ON the morning of February 1, I had a fall in my motorised wheelchair.

I was travelling on the narrow footpath heading for the entrance to Gippsland Centre Sale at the side of the Coles carpark.

The kerb is high when I manoeuvred past a post, my wheelchair went over the kerb onto the road.

I was strapped in, so the wheelchair was on top of me, making it impossible for me to move.

As I cried out for help, amazing people came to my aid, removed my wheelchair, placed a pillow under my head, covered me with a blanket and called my husband and the ambulance.

One of these wonderful people was trained in first aid and knew what to do.

They stayed with me until the ambulance came.
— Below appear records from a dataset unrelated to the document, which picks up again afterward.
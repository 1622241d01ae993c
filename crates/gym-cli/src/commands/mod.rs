//! Command implementations.

pub mod document;
pub mod milestone;
pub mod project;
pub mod questions;
pub mod session;

pub use self::document::execute_document;
pub use self::milestone::execute_milestone;
pub use self::project::execute_project;
pub use self::questions::execute_questions;
pub use self::session::execute_session;
impl LearningStore for SqliteStore {
    type Error = StoreError;

    fn create_project(&mut self, project: Project) -> Result<String, Self::Error> {
        project.validate()?;
        let motivations = serde_json::to_string(&project.motivations)
            .map_err(|e| StoreError::InvalidData(e.to_string()))?;

        self.conn.execute(
            "INSERT INTO projects (id, title, overall_performance, difficulty, interest, motivations)
             VALUES (?1, ?2, ?3, ?4, ?5, ?6)",
            params![
                &project.id,
                &project.title,
                project.overall_performance,
                project.difficulty,
                project.interest,
                motivations,
            ],
        )?;
        debug!("Created project {}", project.id);
        Ok(project.id)
    }

    fn get_project(&self, id: &str) -> Result<Option<Project>, Self::Error> {
        let sql = format!("SELECT {} FROM projects WHERE id = ?1", PROJECT_COLUMNS);
        Ok(self
            .conn
            .query_row(&sql, params![id], Self::row_to_project)
            .optional()?)
    }

    fn list_projects(&self) -> Result<Vec<Project>, Self::Error> {
        let sql = format!("SELECT {} FROM projects ORDER BY rowid", PROJECT_COLUMNS);
        let mut stmt = self.conn.prepare(&sql)?;
        let projects = stmt
            .query_map([], Self::row_to_project)?
            .collect::<Result<Vec<_>, _>>()?;
        Ok(projects)
    }

    fn delete_project(&mut self, id: &str) -> Result<bool, Self::Error> {
        let removed = self
            .conn
            .execute("DELETE FROM projects WHERE id = ?1", params![id])?;
        Ok(removed > 0)
    }

    fn create_milestone(&mut self, milestone: Milestone) -> Result<String, Self::Error> {
        milestone.validate()?;
        if !self.exists("projects", &milestone.project_id)? {
            return Err(StoreError::not_found("project", &milestone.project_id));
        }

        let tx = self.conn.transaction()?;
        if milestone.is_deadline {
            // A new deadline demotes the previous one
            tx.execute(
                "UPDATE milestones SET is_deadline = 0 WHERE project_id = ?1 AND is_deadline = 1",
                params![&milestone.project_id],
            )?;
        }
        tx.execute(
            "INSERT INTO milestones (id, project_id, title, due_date, is_deadline)
             VALUES (?1, ?2, ?3, ?4, ?5)",
            params![
                &milestone.id,
                &milestone.project_id,
                &milestone.title,
                milestone.due_date as i64,
                milestone.is_deadline,
            ],
        )?;
        tx.commit()?;
        Ok(milestone.id)
    }

    fn list_milestones(&self, project_id: &str) -> Result<Vec<Milestone>, Self::Error> {
        let sql = format!(
            "SELECT {} FROM milestones WHERE project_id = ?1 ORDER BY due_date, rowid",
            MILESTONE_COLUMNS
        );
        let mut stmt = self.conn.prepare(&sql)?;
        let milestones = stmt
            .query_map(params![project_id], Self::row_to_milestone)?
            .collect::<Result<Vec<_>, _>>()?;
        Ok(milestones)
    }

    fn create_session(&mut self, session: LearningSession) -> Result<String, Self::Error> {
        session.validate()?;
        if !self.exists("projects", &session.project_id)? {
            return Err(StoreError::not_found("project", &session.project_id));
        }

        let m = &session.metrics;
        self.conn.execute(
            "INSERT INTO sessions (id, project_id, duration_minutes, motivation, learning_objective,
                awareness_level, confidence_level, energy_level, performance_level,
                satisfaction_level, created_at)
             VALUES (?1, ?2, ?3, ?4, ?5, ?6, ?7, ?8, ?9, ?10, ?11)",
            params![
                &session.id,
                &session.project_id,
                session.duration_minutes,
                &session.motivation,
                &session.learning_objective,
                m.awareness_level,
                m.confidence_level,
                m.energy_level,
                m.performance_level,
                m.satisfaction_level,
                session.created_at as i64,
            ],
        )?;

        let id = session.id.clone();
        let resources = session.resource_document_ids.clone();
        let tests = session.test_document_ids.clone();
        self.link_session_documents(&id, DocumentCategory::Resource, &resources)?;
        self.link_session_documents(&id, DocumentCategory::Test, &tests)?;
        Ok(id)
    }

    fn get_session(&self, id: &str) -> Result<Option<LearningSession>, Self::Error> {
        let sql = format!("SELECT {} FROM sessions WHERE id = ?1", SESSION_COLUMNS);
        let session = self
            .conn
            .query_row(&sql, params![id], Self::row_to_session)
            .optional()?;
        session.map(|s| self.load_session_links(s)).transpose()
    }

    fn list_sessions(&self, project_id: &str) -> Result<Vec<LearningSession>, Self::Error> {
        let sql = format!(
            "SELECT {} FROM sessions WHERE project_id = ?1 ORDER BY created_at, rowid",
            SESSION_COLUMNS
        );
        let mut stmt = self.conn.prepare(&sql)?;
        let sessions = stmt
            .query_map(params![project_id], Self::row_to_session)?
            .collect::<Result<Vec<_>, _>>()?;
        sessions
            .into_iter()
            .map(|s| self.load_session_links(s))
            .collect()
    }

    fn link_session_documents(
        &mut self,
        session_id: &str,
        category: DocumentCategory,
        document_ids: &[String],
    ) -> Result<usize, Self::Error> {
        let project_id: String = self
            .conn
            .query_row(
                "SELECT project_id FROM sessions WHERE id = ?1",
                params![session_id],
                |row| row.get(0),
            )
            .optional()?
            .ok_or_else(|| StoreError::not_found("session", session_id))?;

        let tx = self.conn.transaction()?;
        let mut linked = 0;
        for document_id in document_ids {
            // Only documents of the same project and category qualify
            let inserted = tx.execute(
                "INSERT OR IGNORE INTO session_documents (session_id, document_id, category)
                 SELECT ?1, id, category FROM documents
                 WHERE id = ?2 AND project_id = ?3 AND category = ?4",
                params![session_id, document_id, &project_id, category.as_str()],
            )?;
            if inserted == 0 {
                debug!(
                    "Skipped linking document {} to session {} as {}",
                    document_id, session_id, category
                );
            }
            linked += inserted;
        }
        tx.commit()?;
        Ok(linked)
    }

    fn session_documents(
        &self,
        session_id: &str,
        category: DocumentCategory,
    ) -> Result<Vec<Document>, Self::Error> {
        let mut stmt = self.conn.prepare(
            "SELECT d.id, d.project_id, d.filename, d.file_path, d.category, d.content, d.uploaded_at
             FROM session_documents sd JOIN documents d ON d.id = sd.document_id
             WHERE sd.session_id = ?1 AND sd.category = ?2
             ORDER BY sd.rowid",
        )?;
        let documents = stmt
            .query_map(params![session_id, category.as_str()], Self::row_to_document)?
            .collect::<Result<Vec<_>, _>>()?;
        Ok(documents)
    }

    fn create_document(&mut self, document: Document) -> Result<String, Self::Error> {
        if document.filename.trim().is_empty() {
            return Err(ValidationError::new("filename", "filename is required").into());
        }
        if !self.exists("projects", &document.project_id)? {
            return Err(StoreError::not_found("project", &document.project_id));
        }

        self.conn.execute(
            "INSERT INTO documents (id, project_id, filename, file_path, category, content, uploaded_at)
             VALUES (?1, ?2, ?3, ?4, ?5, ?6, ?7)",
            params![
                &document.id,
                &document.project_id,
                &document.filename,
                &document.file_path,
                document.category.as_str(),
                &document.content,
                document.uploaded_at as i64,
            ],
        )?;
        Ok(document.id)
    }

    fn get_document(&self, id: &str) -> Result<Option<Document>, Self::Error> {
        let sql = format!("SELECT {} FROM documents WHERE id = ?1", DOCUMENT_COLUMNS);
        Ok(self
            .conn
            .query_row(&sql, params![id], Self::row_to_document)
            .optional()?)
    }

    fn list_documents(&self, project_id: &str) -> Result<Vec<Document>, Self::Error> {
        let sql = format!(
            "SELECT {} FROM documents WHERE project_id = ?1 ORDER BY uploaded_at, rowid",
            DOCUMENT_COLUMNS
        );
        let mut stmt = self.conn.prepare(&sql)?;
        let documents = stmt
            .query_map(params![project_id], Self::row_to_document)?
            .collect::<Result<Vec<_>, _>>()?;
        Ok(documents)
    }

    fn cache_document_content(&mut self, id: &str, content: &str) -> Result<(), Self::Error> {
        let updated = self.conn.execute(
            "UPDATE documents SET content = ?2 WHERE id = ?1",
            params![id, content],
        )?;
        if updated == 0 {
            return Err(StoreError::not_found("document", id));
        }
        Ok(())
    }

    fn replace_document_file(
        &mut self,
        id: &str,
        filename: &str,
        file_path: &str,
    ) -> Result<(), Self::Error> {
        let updated = self.conn.execute(
            "UPDATE documents SET filename = ?2, file_path = ?3, content = NULL WHERE id = ?1",
            params![id, filename, file_path],
        )?;
        if updated == 0 {
            return Err(StoreError::not_found("document", id));
        }
        Ok(())
    }

    fn delete_document(&mut self, id: &str) -> Result<bool, Self::Error> {
        let removed = self
            .conn
            .execute("DELETE FROM documents WHERE id = ?1", params![id])?;
        Ok(removed > 0)
    }

    fn create_question(&mut self, question: Question) -> Result<String, Self::Error> {
        question.validate()?;
        if !self.exists("sessions", &question.session_id)? {
            return Err(StoreError::not_found("session", &question.session_id));
        }

        let tx = self.conn.transaction()?;
        tx.execute(
            "INSERT INTO questions (id, session_id, question, answer, correction, evaluation,
                source, parse_mode, test_document_id, created_at)
             VALUES (?1, ?2, ?3, ?4, ?5, ?6, ?7, ?8, ?9, ?10)",
            params![
                &question.id,
                &question.session_id,
                &question.question,
                &question.answer,
                &question.correction,
                question.evaluation,
                question.source.as_str(),
                question.parse_mode.as_str(),
                &question.test_document_id,
                question.created_at as i64,
            ],
        )?;
        for document_id in &question.resource_document_ids {
            tx.execute(
                "INSERT OR IGNORE INTO question_resources (question_id, document_id) VALUES (?1, ?2)",
                params![&question.id, document_id],
            )?;
        }
        for (position, reference) in question.references.iter().enumerate() {
            let locator = &reference.locator;
            tx.execute(
                "INSERT INTO question_references
                    (question_id, document_id, position, line, page, char_offset, context)
                 VALUES (?1, ?2, ?3, ?4, ?5, ?6, ?7)",
                params![
                    &question.id,
                    &reference.document_id,
                    position as i64,
                    locator.line,
                    locator.page,
                    locator.offset,
                    &locator.context,
                ],
            )?;
        }
        tx.commit()?;
        Ok(question.id)
    }

    fn get_question(&self, id: &str) -> Result<Option<Question>, Self::Error> {
        let sql = format!("SELECT {} FROM questions WHERE id = ?1", QUESTION_COLUMNS);
        let question = self
            .conn
            .query_row(&sql, params![id], Self::row_to_question)
            .optional()?;
        question.map(|q| self.load_question_links(q)).transpose()
    }

    fn list_questions(&self, session_id: &str) -> Result<Vec<Question>, Self::Error> {
        let sql = format!(
            "SELECT {} FROM questions WHERE session_id = ?1 ORDER BY created_at, rowid",
            QUESTION_COLUMNS
        );
        let mut stmt = self.conn.prepare(&sql)?;
        let questions = stmt
            .query_map(params![session_id], Self::row_to_question)?
            .collect::<Result<Vec<_>, _>>()?;
        questions
            .into_iter()
            .map(|q| self.load_question_links(q))
            .collect()
    }

    fn review_question(&mut self, id: &str, review: &QuestionReview) -> Result<(), Self::Error> {
        review.validate()?;
        let updated = self.conn.execute(
            "UPDATE questions
             SET correction = COALESCE(?2, correction), evaluation = COALESCE(?3, evaluation)
             WHERE id = ?1",
            params![id, &review.correction, review.evaluation],
        )?;
        if updated == 0 {
            return Err(StoreError::not_found("question", id));
        }
        Ok(())
    }

    fn delete_question(&mut self, id: &str) -> Result<bool, Self::Error> {
        let removed = self
            .conn
            .execute("DELETE FROM questions WHERE id = ?1", params![id])?;
        Ok(removed > 0)
    }
}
I wish to express my deepest gratitude to these good Samaritans who willingly gave up their time to help me.

It is a testimony to the innate goodness of people at such times.

Whoever they are, please accept my heartfelt thanks.

The ambulance staff were terrific responding so quickly and I cannot speak highly enough of their professionalism, compassion, competence and good humour.

This incident highlights the many inadequate footpaths around Sale, either through disrepair or inaccessibility, the many extremely steep accesses from footpath to road and, in this case a very high kerb which made it impossible to keep control of the wheelchair.

Disability access needs to be a high priority in a town where more and more elderly people and others use mobility aids as well as the many parents with babies and young children in prams.

I hope our council might take note for future planning.